■ **EXERCISE AIM**: Read the entries below and pull out each line with the string "successful".

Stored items
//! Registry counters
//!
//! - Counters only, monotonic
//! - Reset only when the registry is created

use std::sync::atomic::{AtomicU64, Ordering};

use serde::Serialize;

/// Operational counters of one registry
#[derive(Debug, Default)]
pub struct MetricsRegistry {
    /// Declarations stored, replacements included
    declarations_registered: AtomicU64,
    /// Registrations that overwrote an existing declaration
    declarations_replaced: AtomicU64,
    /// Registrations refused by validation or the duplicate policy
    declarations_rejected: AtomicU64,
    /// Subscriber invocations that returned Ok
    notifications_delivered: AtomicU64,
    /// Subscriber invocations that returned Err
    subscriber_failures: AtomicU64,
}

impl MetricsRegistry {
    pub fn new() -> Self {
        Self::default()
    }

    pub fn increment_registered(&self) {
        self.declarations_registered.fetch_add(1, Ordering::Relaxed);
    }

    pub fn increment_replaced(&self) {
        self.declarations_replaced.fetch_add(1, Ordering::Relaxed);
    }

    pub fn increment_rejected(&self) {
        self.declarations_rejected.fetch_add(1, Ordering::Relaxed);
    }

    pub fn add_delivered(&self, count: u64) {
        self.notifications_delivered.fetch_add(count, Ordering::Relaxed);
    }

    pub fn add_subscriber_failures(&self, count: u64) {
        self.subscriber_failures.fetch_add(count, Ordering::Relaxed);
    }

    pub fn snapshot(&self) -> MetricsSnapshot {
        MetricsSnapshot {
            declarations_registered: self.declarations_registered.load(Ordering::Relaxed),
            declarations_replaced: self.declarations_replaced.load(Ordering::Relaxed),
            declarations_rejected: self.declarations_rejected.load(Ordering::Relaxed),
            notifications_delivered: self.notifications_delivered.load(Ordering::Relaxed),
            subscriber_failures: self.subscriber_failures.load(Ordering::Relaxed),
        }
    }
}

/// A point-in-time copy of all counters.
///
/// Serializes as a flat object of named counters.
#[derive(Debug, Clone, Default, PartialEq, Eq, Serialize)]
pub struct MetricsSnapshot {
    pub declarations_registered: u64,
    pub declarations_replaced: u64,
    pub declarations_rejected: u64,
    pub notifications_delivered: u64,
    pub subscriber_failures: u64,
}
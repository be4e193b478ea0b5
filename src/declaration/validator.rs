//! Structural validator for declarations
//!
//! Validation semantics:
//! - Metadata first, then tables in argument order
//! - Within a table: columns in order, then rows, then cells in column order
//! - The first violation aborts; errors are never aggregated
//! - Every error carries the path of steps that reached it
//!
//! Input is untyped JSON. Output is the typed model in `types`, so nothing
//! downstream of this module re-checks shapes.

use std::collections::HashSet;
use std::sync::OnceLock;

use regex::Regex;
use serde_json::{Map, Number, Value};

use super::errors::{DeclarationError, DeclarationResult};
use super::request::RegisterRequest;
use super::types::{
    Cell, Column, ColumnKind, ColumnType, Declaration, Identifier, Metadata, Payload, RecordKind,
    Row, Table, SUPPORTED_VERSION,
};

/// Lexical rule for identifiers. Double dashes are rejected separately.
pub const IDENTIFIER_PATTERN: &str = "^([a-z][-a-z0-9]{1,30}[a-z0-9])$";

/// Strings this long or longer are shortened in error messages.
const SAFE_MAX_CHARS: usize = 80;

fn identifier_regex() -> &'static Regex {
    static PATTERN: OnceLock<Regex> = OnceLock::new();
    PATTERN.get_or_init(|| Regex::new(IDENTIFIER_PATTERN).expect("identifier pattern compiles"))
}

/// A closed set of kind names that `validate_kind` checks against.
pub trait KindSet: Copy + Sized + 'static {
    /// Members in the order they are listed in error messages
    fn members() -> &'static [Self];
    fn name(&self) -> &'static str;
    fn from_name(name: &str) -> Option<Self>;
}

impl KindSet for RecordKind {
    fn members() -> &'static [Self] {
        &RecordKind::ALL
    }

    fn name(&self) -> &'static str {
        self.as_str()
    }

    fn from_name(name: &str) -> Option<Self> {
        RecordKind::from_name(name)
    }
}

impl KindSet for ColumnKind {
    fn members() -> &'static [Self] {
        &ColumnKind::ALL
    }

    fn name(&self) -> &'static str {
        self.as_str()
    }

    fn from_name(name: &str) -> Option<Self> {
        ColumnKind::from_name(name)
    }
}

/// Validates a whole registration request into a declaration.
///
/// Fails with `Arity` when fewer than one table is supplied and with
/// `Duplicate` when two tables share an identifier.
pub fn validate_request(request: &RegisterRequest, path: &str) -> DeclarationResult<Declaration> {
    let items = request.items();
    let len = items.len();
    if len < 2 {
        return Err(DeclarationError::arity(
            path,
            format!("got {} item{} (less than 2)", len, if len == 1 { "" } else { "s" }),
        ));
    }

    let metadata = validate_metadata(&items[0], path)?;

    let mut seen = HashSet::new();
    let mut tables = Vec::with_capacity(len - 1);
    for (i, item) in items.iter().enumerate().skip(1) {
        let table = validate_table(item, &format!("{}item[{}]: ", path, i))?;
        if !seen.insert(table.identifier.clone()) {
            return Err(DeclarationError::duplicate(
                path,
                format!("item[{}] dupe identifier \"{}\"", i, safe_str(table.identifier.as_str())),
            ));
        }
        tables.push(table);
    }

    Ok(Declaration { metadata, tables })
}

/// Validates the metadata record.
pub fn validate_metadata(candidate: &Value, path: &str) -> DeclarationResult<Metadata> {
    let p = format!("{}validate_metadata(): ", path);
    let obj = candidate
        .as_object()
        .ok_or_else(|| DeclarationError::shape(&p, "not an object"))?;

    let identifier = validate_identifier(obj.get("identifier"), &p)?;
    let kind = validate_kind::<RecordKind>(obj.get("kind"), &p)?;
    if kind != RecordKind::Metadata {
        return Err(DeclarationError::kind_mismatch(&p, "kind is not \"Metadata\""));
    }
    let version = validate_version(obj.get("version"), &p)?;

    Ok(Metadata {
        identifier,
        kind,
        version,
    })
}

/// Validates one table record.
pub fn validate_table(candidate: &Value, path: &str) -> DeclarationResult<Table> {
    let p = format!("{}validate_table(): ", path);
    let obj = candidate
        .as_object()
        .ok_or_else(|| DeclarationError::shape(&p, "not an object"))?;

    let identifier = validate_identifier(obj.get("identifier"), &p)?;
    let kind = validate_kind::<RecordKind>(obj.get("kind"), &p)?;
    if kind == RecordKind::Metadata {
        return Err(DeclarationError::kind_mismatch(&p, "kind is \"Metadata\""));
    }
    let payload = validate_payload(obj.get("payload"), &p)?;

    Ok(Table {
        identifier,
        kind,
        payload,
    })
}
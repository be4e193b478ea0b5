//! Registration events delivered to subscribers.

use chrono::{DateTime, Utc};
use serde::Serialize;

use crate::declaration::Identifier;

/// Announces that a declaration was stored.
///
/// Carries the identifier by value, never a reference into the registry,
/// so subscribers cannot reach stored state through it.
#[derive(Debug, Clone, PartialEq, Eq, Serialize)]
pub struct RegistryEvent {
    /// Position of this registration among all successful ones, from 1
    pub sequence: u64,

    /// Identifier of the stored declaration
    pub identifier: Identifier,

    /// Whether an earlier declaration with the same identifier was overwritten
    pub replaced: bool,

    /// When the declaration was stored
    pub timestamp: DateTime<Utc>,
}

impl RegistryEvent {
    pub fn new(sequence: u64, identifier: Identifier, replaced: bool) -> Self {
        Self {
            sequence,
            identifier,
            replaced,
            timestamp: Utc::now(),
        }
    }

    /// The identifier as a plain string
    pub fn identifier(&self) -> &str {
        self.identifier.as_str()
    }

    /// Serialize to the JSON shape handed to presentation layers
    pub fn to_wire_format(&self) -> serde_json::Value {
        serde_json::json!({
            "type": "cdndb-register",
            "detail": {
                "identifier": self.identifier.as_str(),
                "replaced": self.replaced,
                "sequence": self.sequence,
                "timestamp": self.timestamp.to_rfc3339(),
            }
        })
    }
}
* * *
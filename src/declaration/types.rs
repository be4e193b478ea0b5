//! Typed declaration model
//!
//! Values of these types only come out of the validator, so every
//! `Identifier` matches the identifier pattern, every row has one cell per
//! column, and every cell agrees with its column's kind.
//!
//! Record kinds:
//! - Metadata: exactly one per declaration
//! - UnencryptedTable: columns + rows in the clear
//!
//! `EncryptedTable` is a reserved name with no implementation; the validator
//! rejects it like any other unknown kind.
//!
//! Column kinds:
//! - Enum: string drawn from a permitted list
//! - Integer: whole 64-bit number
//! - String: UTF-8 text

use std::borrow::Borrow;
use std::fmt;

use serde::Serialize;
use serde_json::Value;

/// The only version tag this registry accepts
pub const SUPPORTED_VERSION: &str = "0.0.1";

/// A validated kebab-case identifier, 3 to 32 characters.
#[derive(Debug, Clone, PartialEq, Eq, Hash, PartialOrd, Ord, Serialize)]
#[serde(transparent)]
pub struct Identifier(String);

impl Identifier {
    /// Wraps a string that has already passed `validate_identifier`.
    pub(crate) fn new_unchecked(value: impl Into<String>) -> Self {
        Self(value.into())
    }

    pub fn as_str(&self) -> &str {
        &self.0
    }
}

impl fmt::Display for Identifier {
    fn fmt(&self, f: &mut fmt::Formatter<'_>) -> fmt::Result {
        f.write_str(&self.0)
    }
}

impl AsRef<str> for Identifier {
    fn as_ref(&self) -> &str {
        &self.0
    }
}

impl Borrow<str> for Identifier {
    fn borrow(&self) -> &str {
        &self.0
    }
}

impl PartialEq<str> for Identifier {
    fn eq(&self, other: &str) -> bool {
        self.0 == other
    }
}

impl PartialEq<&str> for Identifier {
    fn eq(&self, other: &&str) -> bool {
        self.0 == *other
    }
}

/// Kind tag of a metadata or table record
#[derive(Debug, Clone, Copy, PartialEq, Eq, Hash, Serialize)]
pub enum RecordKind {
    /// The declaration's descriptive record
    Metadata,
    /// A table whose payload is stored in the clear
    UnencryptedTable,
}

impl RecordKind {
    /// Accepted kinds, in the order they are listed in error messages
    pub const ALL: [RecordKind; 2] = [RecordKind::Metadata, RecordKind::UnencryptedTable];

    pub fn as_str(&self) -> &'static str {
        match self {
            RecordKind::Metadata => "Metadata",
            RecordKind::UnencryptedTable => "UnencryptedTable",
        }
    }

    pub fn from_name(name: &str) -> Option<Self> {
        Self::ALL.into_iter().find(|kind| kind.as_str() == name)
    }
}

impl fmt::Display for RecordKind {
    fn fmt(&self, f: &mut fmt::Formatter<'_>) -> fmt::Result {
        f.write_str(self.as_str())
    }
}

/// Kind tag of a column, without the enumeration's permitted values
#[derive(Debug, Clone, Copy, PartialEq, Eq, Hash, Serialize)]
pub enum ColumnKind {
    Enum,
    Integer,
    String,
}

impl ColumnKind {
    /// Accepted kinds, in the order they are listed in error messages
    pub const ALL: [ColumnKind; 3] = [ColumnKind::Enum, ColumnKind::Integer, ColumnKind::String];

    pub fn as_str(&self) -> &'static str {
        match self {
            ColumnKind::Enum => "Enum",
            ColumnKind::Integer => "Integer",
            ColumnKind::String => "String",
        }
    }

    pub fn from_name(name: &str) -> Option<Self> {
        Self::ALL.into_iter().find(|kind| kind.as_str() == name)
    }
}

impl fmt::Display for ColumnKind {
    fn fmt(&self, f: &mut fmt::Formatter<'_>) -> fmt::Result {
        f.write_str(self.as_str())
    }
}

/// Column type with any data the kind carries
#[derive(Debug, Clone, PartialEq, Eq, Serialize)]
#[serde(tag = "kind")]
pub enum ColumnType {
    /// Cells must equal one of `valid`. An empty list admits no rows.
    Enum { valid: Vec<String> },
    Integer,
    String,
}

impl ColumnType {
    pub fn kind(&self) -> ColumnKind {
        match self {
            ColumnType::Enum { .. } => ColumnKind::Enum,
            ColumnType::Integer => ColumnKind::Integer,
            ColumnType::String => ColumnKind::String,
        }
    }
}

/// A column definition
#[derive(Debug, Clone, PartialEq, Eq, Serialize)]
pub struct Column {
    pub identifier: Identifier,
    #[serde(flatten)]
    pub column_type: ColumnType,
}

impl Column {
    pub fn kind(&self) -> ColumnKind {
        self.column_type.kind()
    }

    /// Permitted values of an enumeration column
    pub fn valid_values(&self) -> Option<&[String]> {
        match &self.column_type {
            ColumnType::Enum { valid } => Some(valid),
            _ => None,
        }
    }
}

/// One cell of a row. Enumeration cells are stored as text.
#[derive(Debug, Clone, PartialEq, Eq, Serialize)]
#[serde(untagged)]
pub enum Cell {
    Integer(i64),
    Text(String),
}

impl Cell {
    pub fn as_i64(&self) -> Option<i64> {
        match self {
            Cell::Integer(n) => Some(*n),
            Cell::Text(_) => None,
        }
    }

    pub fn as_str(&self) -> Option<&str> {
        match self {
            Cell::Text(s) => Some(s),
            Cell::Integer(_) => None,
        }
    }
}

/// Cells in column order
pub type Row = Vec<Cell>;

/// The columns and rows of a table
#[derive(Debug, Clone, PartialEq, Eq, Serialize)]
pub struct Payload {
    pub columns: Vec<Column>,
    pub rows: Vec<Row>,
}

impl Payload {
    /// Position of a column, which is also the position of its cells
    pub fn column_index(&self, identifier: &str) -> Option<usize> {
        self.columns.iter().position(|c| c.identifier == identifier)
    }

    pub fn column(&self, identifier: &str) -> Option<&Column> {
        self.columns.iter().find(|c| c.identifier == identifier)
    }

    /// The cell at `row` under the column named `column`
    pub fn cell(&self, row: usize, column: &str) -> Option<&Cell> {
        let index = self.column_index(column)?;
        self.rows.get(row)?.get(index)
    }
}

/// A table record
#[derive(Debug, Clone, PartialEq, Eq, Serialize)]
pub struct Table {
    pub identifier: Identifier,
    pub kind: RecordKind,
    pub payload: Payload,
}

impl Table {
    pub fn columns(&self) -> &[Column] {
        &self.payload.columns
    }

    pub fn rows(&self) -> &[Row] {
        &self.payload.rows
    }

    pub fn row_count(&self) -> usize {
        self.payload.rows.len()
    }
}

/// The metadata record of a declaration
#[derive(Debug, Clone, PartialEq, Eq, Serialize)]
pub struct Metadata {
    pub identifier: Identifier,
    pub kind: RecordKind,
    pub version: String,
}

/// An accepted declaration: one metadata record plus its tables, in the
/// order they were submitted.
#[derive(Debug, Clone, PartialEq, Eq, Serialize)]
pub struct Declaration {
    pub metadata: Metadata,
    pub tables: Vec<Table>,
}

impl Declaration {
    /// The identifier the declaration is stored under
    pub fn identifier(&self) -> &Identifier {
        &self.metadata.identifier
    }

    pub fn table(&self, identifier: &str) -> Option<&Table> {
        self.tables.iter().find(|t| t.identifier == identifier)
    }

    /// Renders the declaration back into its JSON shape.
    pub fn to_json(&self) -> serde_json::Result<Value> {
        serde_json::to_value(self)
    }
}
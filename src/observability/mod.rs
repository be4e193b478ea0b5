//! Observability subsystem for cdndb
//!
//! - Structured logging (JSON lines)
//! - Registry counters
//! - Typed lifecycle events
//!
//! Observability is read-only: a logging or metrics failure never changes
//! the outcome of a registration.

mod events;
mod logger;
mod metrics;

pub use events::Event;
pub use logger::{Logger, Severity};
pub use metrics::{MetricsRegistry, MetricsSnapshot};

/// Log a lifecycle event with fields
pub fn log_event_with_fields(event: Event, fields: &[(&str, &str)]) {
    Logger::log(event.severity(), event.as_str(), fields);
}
...
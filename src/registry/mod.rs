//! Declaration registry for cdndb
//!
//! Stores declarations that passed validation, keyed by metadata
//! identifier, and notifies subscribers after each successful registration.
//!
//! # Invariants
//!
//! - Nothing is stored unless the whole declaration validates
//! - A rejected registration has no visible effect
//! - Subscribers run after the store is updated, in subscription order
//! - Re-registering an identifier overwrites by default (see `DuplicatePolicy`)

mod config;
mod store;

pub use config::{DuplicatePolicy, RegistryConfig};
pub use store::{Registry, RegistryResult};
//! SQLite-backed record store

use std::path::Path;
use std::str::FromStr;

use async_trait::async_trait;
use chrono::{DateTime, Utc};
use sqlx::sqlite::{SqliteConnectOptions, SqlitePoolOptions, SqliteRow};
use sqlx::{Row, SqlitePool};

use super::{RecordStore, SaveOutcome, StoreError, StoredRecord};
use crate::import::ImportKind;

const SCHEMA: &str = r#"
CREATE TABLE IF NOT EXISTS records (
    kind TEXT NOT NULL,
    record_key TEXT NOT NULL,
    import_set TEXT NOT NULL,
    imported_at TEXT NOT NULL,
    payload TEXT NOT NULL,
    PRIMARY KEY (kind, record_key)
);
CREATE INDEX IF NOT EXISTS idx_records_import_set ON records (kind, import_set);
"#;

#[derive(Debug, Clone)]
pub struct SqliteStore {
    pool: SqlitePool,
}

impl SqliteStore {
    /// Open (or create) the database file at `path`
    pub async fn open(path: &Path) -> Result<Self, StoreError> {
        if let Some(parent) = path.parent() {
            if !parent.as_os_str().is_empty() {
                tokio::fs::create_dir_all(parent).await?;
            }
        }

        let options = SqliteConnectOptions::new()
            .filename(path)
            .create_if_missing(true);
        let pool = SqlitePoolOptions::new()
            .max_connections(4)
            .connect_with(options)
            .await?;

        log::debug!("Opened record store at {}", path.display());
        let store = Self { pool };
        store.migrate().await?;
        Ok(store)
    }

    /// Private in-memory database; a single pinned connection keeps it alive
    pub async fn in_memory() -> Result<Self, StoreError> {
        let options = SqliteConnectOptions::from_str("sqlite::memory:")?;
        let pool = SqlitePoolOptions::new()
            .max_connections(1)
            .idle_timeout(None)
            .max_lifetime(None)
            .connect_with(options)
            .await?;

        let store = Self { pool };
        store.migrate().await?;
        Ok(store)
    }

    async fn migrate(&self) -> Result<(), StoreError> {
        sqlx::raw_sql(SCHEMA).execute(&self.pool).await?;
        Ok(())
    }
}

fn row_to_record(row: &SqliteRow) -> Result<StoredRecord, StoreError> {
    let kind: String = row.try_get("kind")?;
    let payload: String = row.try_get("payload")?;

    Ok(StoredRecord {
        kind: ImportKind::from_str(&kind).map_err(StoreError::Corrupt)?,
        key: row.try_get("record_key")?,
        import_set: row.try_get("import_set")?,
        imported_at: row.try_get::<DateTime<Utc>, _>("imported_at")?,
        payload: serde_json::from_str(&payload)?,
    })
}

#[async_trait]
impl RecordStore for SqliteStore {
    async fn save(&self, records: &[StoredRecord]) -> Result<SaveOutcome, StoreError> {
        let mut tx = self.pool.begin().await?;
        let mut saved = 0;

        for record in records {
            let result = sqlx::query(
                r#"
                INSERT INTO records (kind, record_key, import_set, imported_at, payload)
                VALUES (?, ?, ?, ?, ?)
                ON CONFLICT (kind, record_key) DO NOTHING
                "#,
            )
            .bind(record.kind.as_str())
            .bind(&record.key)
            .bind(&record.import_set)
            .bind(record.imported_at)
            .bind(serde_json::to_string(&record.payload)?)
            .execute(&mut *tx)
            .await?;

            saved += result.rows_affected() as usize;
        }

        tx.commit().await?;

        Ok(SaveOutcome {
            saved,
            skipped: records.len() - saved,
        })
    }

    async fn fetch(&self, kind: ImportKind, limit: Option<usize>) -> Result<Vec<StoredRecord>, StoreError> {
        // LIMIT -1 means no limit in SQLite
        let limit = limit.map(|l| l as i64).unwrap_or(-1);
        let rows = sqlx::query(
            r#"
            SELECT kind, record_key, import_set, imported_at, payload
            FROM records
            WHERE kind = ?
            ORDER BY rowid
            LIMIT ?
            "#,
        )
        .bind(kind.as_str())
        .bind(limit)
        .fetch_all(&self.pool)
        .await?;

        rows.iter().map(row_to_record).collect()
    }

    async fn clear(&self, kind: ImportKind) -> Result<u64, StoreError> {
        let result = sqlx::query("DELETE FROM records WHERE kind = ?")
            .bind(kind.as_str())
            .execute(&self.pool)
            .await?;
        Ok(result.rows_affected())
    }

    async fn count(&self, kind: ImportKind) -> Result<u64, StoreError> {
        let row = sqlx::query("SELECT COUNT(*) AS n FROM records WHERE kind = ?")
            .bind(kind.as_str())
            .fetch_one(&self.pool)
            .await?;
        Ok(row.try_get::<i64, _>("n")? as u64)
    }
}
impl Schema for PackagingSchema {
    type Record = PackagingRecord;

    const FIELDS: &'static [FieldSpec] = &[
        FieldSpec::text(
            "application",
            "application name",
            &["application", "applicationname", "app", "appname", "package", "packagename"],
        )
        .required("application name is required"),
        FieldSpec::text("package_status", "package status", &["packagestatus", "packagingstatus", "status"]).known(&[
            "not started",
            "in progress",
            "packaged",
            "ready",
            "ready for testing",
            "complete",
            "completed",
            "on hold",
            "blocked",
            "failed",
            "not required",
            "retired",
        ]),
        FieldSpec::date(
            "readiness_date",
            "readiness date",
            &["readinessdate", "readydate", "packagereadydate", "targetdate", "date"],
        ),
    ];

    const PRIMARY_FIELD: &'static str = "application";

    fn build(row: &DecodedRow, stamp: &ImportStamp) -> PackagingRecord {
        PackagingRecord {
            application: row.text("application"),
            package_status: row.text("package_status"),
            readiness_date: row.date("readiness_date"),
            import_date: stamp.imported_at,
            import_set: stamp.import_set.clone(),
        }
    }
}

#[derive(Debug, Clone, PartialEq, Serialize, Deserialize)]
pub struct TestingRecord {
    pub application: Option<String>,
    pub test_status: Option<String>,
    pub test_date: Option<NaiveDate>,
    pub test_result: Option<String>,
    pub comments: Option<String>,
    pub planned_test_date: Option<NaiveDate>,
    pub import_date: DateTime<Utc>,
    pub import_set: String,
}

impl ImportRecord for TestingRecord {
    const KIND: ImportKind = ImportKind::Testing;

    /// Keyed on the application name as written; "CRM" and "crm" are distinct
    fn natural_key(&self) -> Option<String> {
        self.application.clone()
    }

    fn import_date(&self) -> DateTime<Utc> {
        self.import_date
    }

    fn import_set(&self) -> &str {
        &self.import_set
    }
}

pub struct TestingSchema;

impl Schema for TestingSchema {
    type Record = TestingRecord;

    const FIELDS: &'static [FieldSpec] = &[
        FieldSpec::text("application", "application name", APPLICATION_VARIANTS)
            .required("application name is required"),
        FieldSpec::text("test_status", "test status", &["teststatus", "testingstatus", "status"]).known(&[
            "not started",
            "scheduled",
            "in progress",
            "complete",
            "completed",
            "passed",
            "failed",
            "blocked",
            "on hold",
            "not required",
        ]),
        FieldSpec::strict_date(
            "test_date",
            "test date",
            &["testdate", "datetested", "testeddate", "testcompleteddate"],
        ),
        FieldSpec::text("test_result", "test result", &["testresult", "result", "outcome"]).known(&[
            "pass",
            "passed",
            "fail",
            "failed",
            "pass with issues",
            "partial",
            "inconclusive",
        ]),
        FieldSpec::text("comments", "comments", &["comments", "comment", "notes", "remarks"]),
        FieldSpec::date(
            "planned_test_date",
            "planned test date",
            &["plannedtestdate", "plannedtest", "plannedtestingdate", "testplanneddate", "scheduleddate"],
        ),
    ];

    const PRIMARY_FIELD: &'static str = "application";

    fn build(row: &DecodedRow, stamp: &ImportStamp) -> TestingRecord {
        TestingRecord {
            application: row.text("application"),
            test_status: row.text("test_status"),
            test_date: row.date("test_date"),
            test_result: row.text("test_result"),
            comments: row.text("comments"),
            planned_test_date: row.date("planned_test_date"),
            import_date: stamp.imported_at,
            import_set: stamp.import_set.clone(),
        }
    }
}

■ **WRITTEN SOLUTION**:
    /// Position of this registration among all successful ones, from 1
//! identifier, and notifies subscribers after each successful registration.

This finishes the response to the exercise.